Stored items:
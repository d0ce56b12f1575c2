//! CLI definition and command handling

pub mod commands;
pub mod output;

use clap::{Parser, Subcommand};

use commands::{ConfigCommand, GenerateCommand, InitCommand, ProvidersCommand};

/// Shiplog - changelogs from conventional commits
#[derive(Debug, Parser)]
#[command(name = "shiplog")]
#[command(author, version, about, long_about = None)]
#[command(propagate_version = true)]
pub struct Cli {
    /// Enable verbose output
    #[arg(short, long, global = true)]
    pub verbose: bool,

    /// Suppress output except errors
    #[arg(short, long, global = true)]
    pub quiet: bool,

    /// Working directory
    #[arg(short = 'C', long, global = true)]
    pub directory: Option<std::path::PathBuf>,

    #[command(subcommand)]
    pub command: Commands,
}

/// Available commands
#[derive(Debug, Subcommand)]
pub enum Commands {
    /// Generate a changelog for a commit range
    Generate(GenerateCommand),

    /// Write a starter configuration file
    Init(InitCommand),

    /// Inspect the configuration
    Config(ConfigCommand),

    /// List or check text-generation backends
    Providers(ProvidersCommand),
}

impl Cli {
    /// Execute the CLI command
    pub fn execute(&self) -> anyhow::Result<()> {
        if let Some(dir) = &self.directory {
            std::env::set_current_dir(dir)?;
        }

        match &self.command {
            Commands::Generate(cmd) => cmd.execute(self),
            Commands::Init(cmd) => cmd.execute(self),
            Commands::Config(cmd) => cmd.execute(self),
            Commands::Providers(cmd) => cmd.execute(self),
        }
    }
}

#[cfg(test)]
mod tests {
    use super::*;
    use clap::CommandFactory;

    #[test]
    fn test_cli_definition() {
        Cli::command().debug_assert();
    }

    #[test]
    fn test_parse_generate() {
        let cli = Cli::try_parse_from([
            "shiplog", "-C", "/tmp", "generate", "v1.0.0..HEAD", "-o", "CHANGES.html", "--ai",
        ])
        .unwrap();
        assert_eq!(cli.directory.as_deref(), Some(std::path::Path::new("/tmp")));
        let Commands::Generate(cmd) = cli.command else {
            panic!("expected generate");
        };
        assert_eq!(cmd.range.as_deref(), Some("v1.0.0..HEAD"));
        assert_eq!(cmd.ai, Some(true));
    }

    #[test]
    fn test_parse_nested_commands() {
        let cli = Cli::try_parse_from(["shiplog", "providers", "test", "--provider", "grok"]).unwrap();
        assert!(matches!(cli.command, Commands::Providers(_)));

        let cli = Cli::try_parse_from(["shiplog", "-q", "config", "validate"]).unwrap();
        assert!(cli.quiet);
        assert!(matches!(cli.command, Commands::Config(_)));
    }
}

:: Requirement ::
When a line in the records holds the string "Some", copy that line.

:: Answer below ::
        if let Some(dir) = &self.directory {
        assert_eq!(cli.directory.as_deref(), Some(std::path::Path::new("/tmp")));
        assert_eq!(cmd.range.as_deref(), Some("v1.0.0..HEAD"));
        assert_eq!(cmd.ai, Some(true));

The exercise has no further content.